Excerpted data
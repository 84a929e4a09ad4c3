//! Local state access.
//!
//! The owning application keeps the browser state. The engine reads it
//! through [`LocalView`] and asks for changes with [`LocalState::request`],
//! without waiting for them to land.

use serde::{Deserialize, Serialize};
use sitesync_core::{LocalDevice, LocalUpdate, LocalView, ObjectPath, Site, SiteSettings};
use std::collections::{BTreeMap, VecDeque};
use std::sync::{Arc, Mutex};

/// Local state as seen by the engine.
pub trait LocalState: LocalView + Send + Sync {
    /// Issue a persistence request. Fire-and-forget.
    fn request(&self, update: LocalUpdate);
}

/// A serializable copy of local state.
#[derive(Debug, Clone, Default, PartialEq, Serialize, Deserialize)]
#[serde(rename_all = "camelCase")]
pub struct LocalSnapshot {
    /// Site collection by index.
    #[serde(default)]
    pub sites: BTreeMap<usize, Site>,
    /// Site settings by host pattern.
    #[serde(default)]
    pub site_settings: BTreeMap<String, SiteSettings>,
    /// Known devices.
    #[serde(default)]
    pub devices: Vec<LocalDevice>,
}

impl LocalSnapshot {
    /// Apply one update. Upserts are keyed by object id, so applying the
    /// same update twice changes nothing the second time.
    pub fn apply(&mut self, update: LocalUpdate) {
        match update {
            LocalUpdate::SetObjectId { path, object_id } => match path {
                ObjectPath::Site(index) => {
                    if let Some(site) = self.sites.get_mut(&index) {
                        site.object_id.get_or_insert(object_id);
                    }
                }
                ObjectPath::SiteSetting(host_pattern) => {
                    if let Some(settings) = self.site_settings.get_mut(&host_pattern) {
                        settings.object_id.get_or_insert(object_id);
                    }
                }
            },
            LocalUpdate::UpsertSite { site } => {
                let existing = self
                    .sites
                    .iter()
                    .find(|(_, s)| s.object_id.is_some() && s.object_id == site.object_id)
                    .map(|(index, _)| *index);
                let index = existing.unwrap_or_else(|| {
                    self.sites.keys().next_back().map_or(0, |last| last + 1)
                });
                self.sites.insert(index, site);
            }
            LocalUpdate::RemoveSite { object_id } => {
                self.sites.retain(|_, site| site.object_id != Some(object_id));
            }
            LocalUpdate::UpsertSiteSettings {
                host_pattern,
                settings,
            } => {
                // The same object may have moved to another host pattern.
                self.site_settings.retain(|host, s| {
                    host == &host_pattern
                        || s.object_id.is_none()
                        || s.object_id != settings.object_id
                });
                self.site_settings
                    .entry(host_pattern)
                    .or_default()
                    .merge_synced(settings);
            }
            LocalUpdate::RemoveSiteSettings { object_id } => {
                self.site_settings
                    .retain(|_, settings| settings.object_id != Some(object_id));
            }
            LocalUpdate::UpsertDevice { device } => {
                match self
                    .devices
                    .iter_mut()
                    .find(|d| d.object_id == device.object_id)
                {
                    Some(existing) => *existing = device,
                    None => self.devices.push(device),
                }
            }
            LocalUpdate::RemoveDevice { object_id } => {
                self.devices.retain(|device| device.object_id != object_id);
            }
        }
    }
}

impl LocalView for LocalSnapshot {
    fn site(&self, index: usize) -> Option<Site> {
        self.sites.get(&index).cloned()
    }

    fn sites(&self) -> Vec<(usize, Site)> {
        self.sites
            .iter()
            .map(|(index, site)| (*index, site.clone()))
            .collect()
    }

    fn site_settings(&self, host_pattern: &str) -> Option<SiteSettings> {
        self.site_settings.get(host_pattern).cloned()
    }

    fn all_site_settings(&self) -> Vec<(String, SiteSettings)> {
        self.site_settings
            .iter()
            .map(|(host, settings)| (host.clone(), settings.clone()))
            .collect()
    }

    fn devices(&self) -> Vec<LocalDevice> {
        self.devices.clone()
    }
}

/// In-memory local state.
///
/// Requests apply immediately unless writes are deferred, in which case
/// they queue until [`flush`](Self::flush).
#[derive(Debug, Default, Clone)]
pub struct MemoryLocalState {
    inner: Arc<Mutex<MemoryLocalInner>>,
}

#[derive(Debug, Default)]
struct MemoryLocalInner {
    snapshot: LocalSnapshot,
    defer_writes: bool,
    queued: VecDeque<LocalUpdate>,
    requests: Vec<LocalUpdate>,
}

impl MemoryLocalState {
    /// Create empty local state.
    pub fn new() -> Self {
        Self::default()
    }

    /// Create local state from a snapshot.
    pub fn from_snapshot(snapshot: LocalSnapshot) -> Self {
        let state = Self::default();
        state.with(|inner| inner.snapshot = snapshot);
        state
    }

    /// Put a site at `index`, as the application would.
    pub fn insert_site(&self, index: usize, site: Site) {
        self.with(|inner| {
            inner.snapshot.sites.insert(index, site);
        });
    }

    /// Remove the site at `index`, returning it.
    pub fn remove_site(&self, index: usize) -> Option<Site> {
        self.with(|inner| inner.snapshot.sites.remove(&index))
    }

    /// Put settings for `host_pattern`, as the application would.
    pub fn insert_site_settings(&self, host_pattern: &str, settings: SiteSettings) {
        self.with(|inner| {
            inner
                .snapshot
                .site_settings
                .insert(host_pattern.to_string(), settings);
        });
    }

    /// Hold requests until [`flush`](Self::flush) instead of applying them.
    pub fn defer_writes(&self, defer: bool) {
        self.with(|inner| inner.defer_writes = defer);
    }

    /// Apply all queued requests.
    pub fn flush(&self) {
        self.with(|inner| {
            while let Some(update) = inner.queued.pop_front() {
                inner.snapshot.apply(update);
            }
        });
    }

    /// Every request received so far.
    pub fn requests(&self) -> Vec<LocalUpdate> {
        self.with(|inner| inner.requests.clone())
    }

    /// Copy of the current state.
    pub fn snapshot(&self) -> LocalSnapshot {
        self.with(|inner| inner.snapshot.clone())
    }

    fn with<R>(&self, f: impl FnOnce(&mut MemoryLocalInner) -> R) -> R {
        let mut inner = match self.inner.lock() {
            Ok(guard) => guard,
            Err(poisoned) => poisoned.into_inner(),
        };
        f(&mut inner)
    }
}

impl LocalView for MemoryLocalState {
    fn site(&self, index: usize) -> Option<Site> {
        self.with(|inner| inner.snapshot.site(index))
    }

    fn sites(&self) -> Vec<(usize, Site)> {
        self.with(|inner| inner.snapshot.sites())
    }

    fn site_settings(&self, host_pattern: &str) -> Option<SiteSettings> {
        self.with(|inner| inner.snapshot.site_settings(host_pattern))
    }

    fn all_site_settings(&self) -> Vec<(String, SiteSettings)> {
        self.with(|inner| inner.snapshot.all_site_settings())
    }

    fn devices(&self) -> Vec<LocalDevice> {
        self.with(|inner| inner.snapshot.devices())
    }
}

impl LocalState for MemoryLocalState {
    fn request(&self, update: LocalUpdate) {
        self.with(|inner| {
            inner.requests.push(update.clone());
            if inner.defer_writes {
                inner.queued.push_back(update);
            } else {
                inner.snapshot.apply(update);
            }
        });
    }
}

Exercise brief
Check each line of the listing for "LocalDevice", and copy the ones that hold it.

Final answer
use sitesync_core::{LocalDevice, LocalUpdate, LocalView, ObjectPath, Site, SiteSettings};
    pub devices: Vec<LocalDevice>,
    fn devices(&self) -> Vec<LocalDevice> {
    fn devices(&self) -> Vec<LocalDevice> {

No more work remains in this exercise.